//! Sheet scale: conversion between interline fractions and pixels.

use serde::{Deserialize, Serialize};

use crate::types::{Fraction, GlyphError};

/// The global scale of a sheet.
///
/// The interline is the vertical distance, in pixels, between two
/// consecutive lines of a staff. Every tolerance of the pipeline is
/// expressed as a [`Fraction`] of it, so the same configuration applies
/// to sheets scanned at any resolution.
#[derive(Debug, Clone, Copy, PartialEq, Eq, Serialize, Deserialize)]
pub struct Scale {
    interline: u32,
}

impl Scale {
    /// Create a scale for the given interline.
    ///
    /// # Errors
    ///
    /// Returns [`GlyphError::InvalidConfig`] if `interline` is zero.
    pub fn new(interline: u32) -> Result<Self, GlyphError> {
        if interline == 0 {
            return Err(GlyphError::InvalidConfig(
                "interline must be at least one pixel".to_string(),
            ));
        }
        Ok(Self { interline })
    }

    /// Interline value, in pixels.
    #[must_use]
    pub const fn interline(&self) -> u32 {
        self.interline
    }

    /// Convert an interline fraction to a (rounded) pixel distance.
    #[must_use]
    #[allow(clippy::cast_possible_truncation)]
    pub fn to_pixels(&self, fraction: Fraction) -> i32 {
        (fraction.value() * f64::from(self.interline)).round() as i32
    }
}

--- Exercise directions ---
Copy out the lines of the data where the string "Serialize" occurs.

--- Your solution ---
use serde::{Deserialize, Serialize};
#[derive(Debug, Clone, Copy, PartialEq, Eq, Serialize, Deserialize)]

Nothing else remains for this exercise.